**WHAT IS EXPECTED**
Retype the records that follow, every line exactly as written.

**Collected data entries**
++++

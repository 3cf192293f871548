//! Cache Statistics Module
//!
//! Tracks lookups, writes and expirations.

use serde::Serialize;

use crate::cache::timer::ExpiryKind;

// == Cache Stats ==
/// Store activity counters.
#[derive(Debug, Clone, Default, PartialEq, Eq, Serialize)]
pub struct CacheStats {
    /// Number of successful lookups
    pub hits: u64,
    /// Number of lookups for absent or expired identifiers
    pub misses: u64,
    /// Number of entries created
    pub inserts: u64,
    /// Number of puts that replaced a live entry
    pub overwrites: u64,
    /// Number of entries removed by the lifetime timer
    pub lifetime_expirations: u64,
    /// Number of entries removed by the idle timer
    pub idle_expirations: u64,
    /// Current number of entries in the store
    pub total_entries: usize,
}

impl CacheStats {
    // == Constructor ==
    /// Creates a new CacheStats with all counters at zero.
    pub fn new() -> Self {
        Self::default()
    }

    // == Hit Rate ==
    /// Calculates the hit rate.
    ///
    /// Returns hits / (hits + misses), or 0.0 if no lookups have been made.
    pub fn hit_rate(&self) -> f64 {
        let total = self.hits + self.misses;
        if total == 0 {
            0.0
        } else {
            self.hits as f64 / total as f64
        }
    }

    // == Expirations ==
    /// Total number of expired entries, whichever timer fired.
    pub fn expirations(&self) -> u64 {
        self.lifetime_expirations + self.idle_expirations
    }

    // == Record Hit ==
    /// Increments the hit counter.
    pub fn record_hit(&mut self) {
        self.hits += 1;
    }

    // == Record Miss ==
    /// Increments the miss counter.
    pub fn record_miss(&mut self) {
        self.misses += 1;
    }

    // == Record Insert ==
    /// Increments the insert counter.
    pub fn record_insert(&mut self) {
        self.inserts += 1;
    }

    // == Record Overwrite ==
    /// Increments the overwrite counter.
    pub fn record_overwrite(&mut self) {
        self.overwrites += 1;
    }

    // == Record Expiration ==
    /// Increments the counter of the timer that removed an entry.
    pub fn record_expiration(&mut self, kind: ExpiryKind) {
        match kind {
            ExpiryKind::Lifetime => self.lifetime_expirations += 1,
            ExpiryKind::Idle => self.idle_expirations += 1,
        }
    }

    // == Update Entry Count ==
    /// Updates the total entries count.
    pub fn set_total_entries(&mut self, count: usize) {
        self.total_entries = count;
    }
}

#[cfg(test)]
mod tests {
    use super::*;

    #[test]
    fn test_stats_new() {
        let stats = CacheStats::new();
        assert_eq!(stats, CacheStats::default());
        assert_eq!(stats.hit_rate(), 0.0);
    }

    #[test]
    fn test_hit_rate() {
        let mut stats = CacheStats::new();
        stats.record_hit();
        stats.record_hit();
        stats.record_hit();
        stats.record_miss();

        assert!((stats.hit_rate() - 0.75).abs() < f64::EPSILON);
    }

    #[test]
    fn test_record_expiration_by_kind() {
        let mut stats = CacheStats::new();
        stats.record_expiration(ExpiryKind::Lifetime);
        stats.record_expiration(ExpiryKind::Idle);
        stats.record_expiration(ExpiryKind::Idle);

        assert_eq!(stats.lifetime_expirations, 1);
        assert_eq!(stats.idle_expirations, 2);
        assert_eq!(stats.expirations(), 3);
    }

    #[test]
    fn test_stats_serialize() {
        let mut stats = CacheStats::new();
        stats.record_insert();
        stats.record_overwrite();
        stats.set_total_entries(1);

        let json = serde_json::to_value(&stats).unwrap();
        assert_eq!(json["inserts"], 1);
        assert_eq!(json["overwrites"], 1);
        assert_eq!(json["total_entries"], 1);
        assert_eq!(json["idle_expirations"], 0);
    }
}
//! Expiry Waiter Task
//!
//! Background task that sleeps until one timer of an entry runs out and then
//! runs the store's removal procedure.

use std::sync::Weak;

use tokio::runtime::Handle;
use tokio::task::JoinHandle;
use tokio::time::{sleep_until, Instant};
use tracing::trace;

use crate::cache::timer::ExpiryKind;
use crate::cache::{Fired, Shared};

/// Spawns the waiter for the `kind` timer of entry `entry_id`.
///
/// The waiter sleeps until `deadline`, then asks the store whether the timer
/// really ran out. If the timer was reset in the meantime it sleeps until the
/// new deadline; otherwise it exits, either after removing the entry or
/// because the entry is already gone.
///
/// Only a weak reference to the store is held between wake-ups, so the waiter
/// also exits once the store itself has been dropped. Dropping the returned
/// handle does not stop the task; [`crate::cache::timer::ExpiryTimer`]
/// aborts it explicitly.
pub(crate) fn spawn_expiry_waiter<V>(
    runtime: &Handle,
    shared: Weak<Shared<V>>,
    identifier: String,
    entry_id: u64,
    kind: ExpiryKind,
    deadline: Instant,
) -> JoinHandle<()>
where
    V: Send + Sync + 'static,
{
    runtime.spawn(async move {
        let mut deadline = deadline;

        loop {
            sleep_until(deadline).await;

            let Some(shared) = shared.upgrade() else {
                trace!(identifier = %identifier, timer = %kind, "Store dropped, waiter exiting");
                break;
            };

            match shared.on_timer_fired(&identifier, entry_id, kind) {
                Fired::Rearm(next) => deadline = next,
                Fired::Removed | Fired::Gone => break,
            }
        }
    })
}

#[cfg(test)]
mod tests {
    use std::time::Duration;

    use tokio::runtime::Handle;
    use tokio::time::{sleep, Instant};

    use super::spawn_expiry_waiter;
    use crate::cache::timer::ExpiryKind;
    use crate::cache::CacheStore;

    #[tokio::test(start_paused = true)]
    async fn test_waiter_removes_expired_entry() {
        let store: CacheStore<String> =
            CacheStore::new(Duration::from_secs(1), Duration::from_secs(10)).unwrap();
        store.put("expire_soon", "value".to_string());

        sleep(Duration::from_millis(1500)).await;

        assert_eq!(store.len(), 0, "Expired entry should have been removed");
        assert_eq!(store.stats().lifetime_expirations, 1);
    }

    #[tokio::test(start_paused = true)]
    async fn test_waiter_preserves_live_entries() {
        let store: CacheStore<String> =
            CacheStore::new(Duration::from_secs(3600), Duration::from_secs(3600)).unwrap();
        store.put("long_lived", "value".to_string());

        sleep(Duration::from_millis(1500)).await;

        assert_eq!(store.len(), 1, "Live entry should not be removed");
        assert_eq!(*store.get("long_lived").unwrap(), "value");
    }

    #[tokio::test(start_paused = true)]
    async fn test_waiter_exits_when_store_dropped() {
        let store: CacheStore<String> =
            CacheStore::new(Duration::from_secs(10), Duration::from_secs(10)).unwrap();
        store.put("key", "value".to_string());

        // An extra waiter for the entry's lifetime timer, woken early.
        let waiter = spawn_expiry_waiter(
            &Handle::current(),
            store.downgrade(),
            "key".to_string(),
            0,
            ExpiryKind::Lifetime,
            Instant::now() + Duration::from_secs(1),
        );

        sleep(Duration::from_millis(1500)).await;
        assert!(!waiter.is_finished(), "Waiter should re-arm while the store lives");

        drop(store);
        sleep(Duration::from_secs(9)).await;
        assert!(waiter.is_finished(), "Waiter should exit once the store is gone");
    }

    #[tokio::test(start_paused = true)]
    async fn test_store_drop_releases_values() {
        let store: CacheStore<String> =
            CacheStore::new(Duration::from_secs(1), Duration::from_secs(1)).unwrap();
        store.put("key", "value".to_string());

        let value = store.get("key").unwrap();
        drop(store);

        // Only the handle returned earlier still references the value.
        assert_eq!(std::sync::Arc::strong_count(&value), 1);
    }
}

++++

**TASK RESULT**
repository 3cf192293f871548
//! Cache Statistics Module
//!
//! Tracks lookups, writes and expirations.

use serde::Serialize;

use crate::cache::timer::ExpiryKind;

// == Cache Stats ==
/// Store activity counters.
#[derive(Debug, Clone, Default, PartialEq, Eq, Serialize)]
pub struct CacheStats {
    /// Number of successful lookups
    pub hits: u64,
    /// Number of lookups for absent or expired identifiers
    pub misses: u64,
    /// Number of entries created
    pub inserts: u64,
    /// Number of puts that replaced a live entry
    pub overwrites: u64,
    /// Number of entries removed by the lifetime timer
    pub lifetime_expirations: u64,
    /// Number of entries removed by the idle timer
    pub idle_expirations: u64,
    /// Current number of entries in the store
    pub total_entries: usize,
}

impl CacheStats {
    // == Constructor ==
    /// Creates a new CacheStats with all counters at zero.
    pub fn new() -> Self {
        Self::default()
    }

    // == Hit Rate ==
    /// Calculates the hit rate.
    ///
    /// Returns hits / (hits + misses), or 0.0 if no lookups have been made.
    pub fn hit_rate(&self) -> f64 {
        let total = self.hits + self.misses;
        if total == 0 {
            0.0
        } else {
            self.hits as f64 / total as f64
        }
    }

    // == Expirations ==
    /// Total number of expired entries, whichever timer fired.
    pub fn expirations(&self) -> u64 {
        self.lifetime_expirations + self.idle_expirations
    }

    // == Record Hit ==
    /// Increments the hit counter.
    pub fn record_hit(&mut self) {
        self.hits += 1;
    }

    // == Record Miss ==
    /// Increments the miss counter.
    pub fn record_miss(&mut self) {
        self.misses += 1;
    }

    // == Record Insert ==
    /// Increments the insert counter.
    pub fn record_insert(&mut self) {
        self.inserts += 1;
    }

    // == Record Overwrite ==
    /// Increments the overwrite counter.
    pub fn record_overwrite(&mut self) {
        self.overwrites += 1;
    }

    // == Record Expiration ==
    /// Increments the counter of the timer that removed an entry.
    pub fn record_expiration(&mut self, kind: ExpiryKind) {
        match kind {
            ExpiryKind::Lifetime => self.lifetime_expirations += 1,
            ExpiryKind::Idle => self.idle_expirations += 1,
        }
    }

    // == Update Entry Count ==
    /// Updates the total entries count.
    pub fn set_total_entries(&mut self, count: usize) {
        self.total_entries = count;
    }
}

#[cfg(test)]
mod tests {
    use super::*;

    #[test]
    fn test_stats_new() {
        let stats = CacheStats::new();
        assert_eq!(stats, CacheStats::default());
        assert_eq!(stats.hit_rate(), 0.0);
    }

    #[test]
    fn test_hit_rate() {
        let mut stats = CacheStats::new();
        stats.record_hit();
        stats.record_hit();
        stats.record_hit();
        stats.record_miss();

        assert!((stats.hit_rate() - 0.75).abs() < f64::EPSILON);
    }

    #[test]
    fn test_record_expiration_by_kind() {
        let mut stats = CacheStats::new();
        stats.record_expiration(ExpiryKind::Lifetime);
        stats.record_expiration(ExpiryKind::Idle);
        stats.record_expiration(ExpiryKind::Idle);

        assert_eq!(stats.lifetime_expirations, 1);
        assert_eq!(stats.idle_expirations, 2);
        assert_eq!(stats.expirations(), 3);
    }

    #[test]
    fn test_stats_serialize() {
        let mut stats = CacheStats::new();
        stats.record_insert();
        stats.record_overwrite();
        stats.set_total_entries(1);

        let json = serde_json::to_value(&stats).unwrap();
        assert_eq!(json["inserts"], 1);
        assert_eq!(json["overwrites"], 1);
        assert_eq!(json["total_entries"], 1);
        assert_eq!(json["idle_expirations"], 0);
    }
}
//! Expiry Waiter Task
//!
//! Background task that sleeps until one timer of an entry runs out and then
//! runs the store's removal procedure.

use std::sync::Weak;

use tokio::runtime::Handle;
use tokio::task::JoinHandle;
use tokio::time::{sleep_until, Instant};
use tracing::trace;

use crate::cache::timer::ExpiryKind;
use crate::cache::{Fired, Shared};

/// Spawns the waiter for the `kind` timer of entry `entry_id`.
///
/// The waiter sleeps until `deadline`, then asks the store whether the timer
/// really ran out. If the timer was reset in the meantime it sleeps until the
/// new deadline; otherwise it exits, either after removing the entry or
/// because the entry is already gone.
///
/// Only a weak reference to the store is held between wake-ups, so the waiter
/// also exits once the store itself has been dropped. Dropping the returned
/// handle does not stop the task; [`crate::cache::timer::ExpiryTimer`]
/// aborts it explicitly.
pub(crate) fn spawn_expiry_waiter<V>(
    runtime: &Handle,
    shared: Weak<Shared<V>>,
    identifier: String,
    entry_id: u64,
    kind: ExpiryKind,
    deadline: Instant,
) -> JoinHandle<()>
where
    V: Send + Sync + 'static,
{
    runtime.spawn(async move {
        let mut deadline = deadline;

        loop {
            sleep_until(deadline).await;

            let Some(shared) = shared.upgrade() else {
                trace!(identifier = %identifier, timer = %kind, "Store dropped, waiter exiting");
                break;
            };

            match shared.on_timer_fired(&identifier, entry_id, kind) {
                Fired::Rearm(next) => deadline = next,
                Fired::Removed | Fired::Gone => break,
            }
        }
    })
}

#[cfg(test)]
mod tests {
    use std::time::Duration;

    use tokio::runtime::Handle;
    use tokio::time::{sleep, Instant};

    use super::spawn_expiry_waiter;
    use crate::cache::timer::ExpiryKind;
    use crate::cache::CacheStore;

    #[tokio::test(start_paused = true)]
    async fn test_waiter_removes_expired_entry() {
        let store: CacheStore<String> =
            CacheStore::new(Duration::from_secs(1), Duration::from_secs(10)).unwrap();
        store.put("expire_soon", "value".to_string());

        sleep(Duration::from_millis(1500)).await;

        assert_eq!(store.len(), 0, "Expired entry should have been removed");
        assert_eq!(store.stats().lifetime_expirations, 1);
    }

    #[tokio::test(start_paused = true)]
    async fn test_waiter_preserves_live_entries() {
        let store: CacheStore<String> =
            CacheStore::new(Duration::from_secs(3600), Duration::from_secs(3600)).unwrap();
        store.put("long_lived", "value".to_string());

        sleep(Duration::from_millis(1500)).await;

        assert_eq!(store.len(), 1, "Live entry should not be removed");
        assert_eq!(*store.get("long_lived").unwrap(), "value");
    }

    #[tokio::test(start_paused = true)]
    async fn test_waiter_exits_when_store_dropped() {
        let store: CacheStore<String> =
            CacheStore::new(Duration::from_secs(10), Duration::from_secs(10)).unwrap();
        store.put("key", "value".to_string());

        // An extra waiter for the entry's lifetime timer, woken early.
        let waiter = spawn_expiry_waiter(
            &Handle::current(),
            store.downgrade(),
            "key".to_string(),
            0,
            ExpiryKind::Lifetime,
            Instant::now() + Duration::from_secs(1),
        );

        sleep(Duration::from_millis(1500)).await;
        assert!(!waiter.is_finished(), "Waiter should re-arm while the store lives");

        drop(store);
        sleep(Duration::from_secs(9)).await;
        assert!(waiter.is_finished(), "Waiter should exit once the store is gone");
    }

    #[tokio::test(start_paused = true)]
    async fn test_store_drop_releases_values() {
        let store: CacheStore<String> =
            CacheStore::new(Duration::from_secs(1), Duration::from_secs(1)).unwrap();
        store.put("key", "value".to_string());

        let value = store.get("key").unwrap();
        drop(store);

        // Only the handle returned earlier still references the value.
        assert_eq!(std::sync::Arc::strong_count(&value), 1);
    }
}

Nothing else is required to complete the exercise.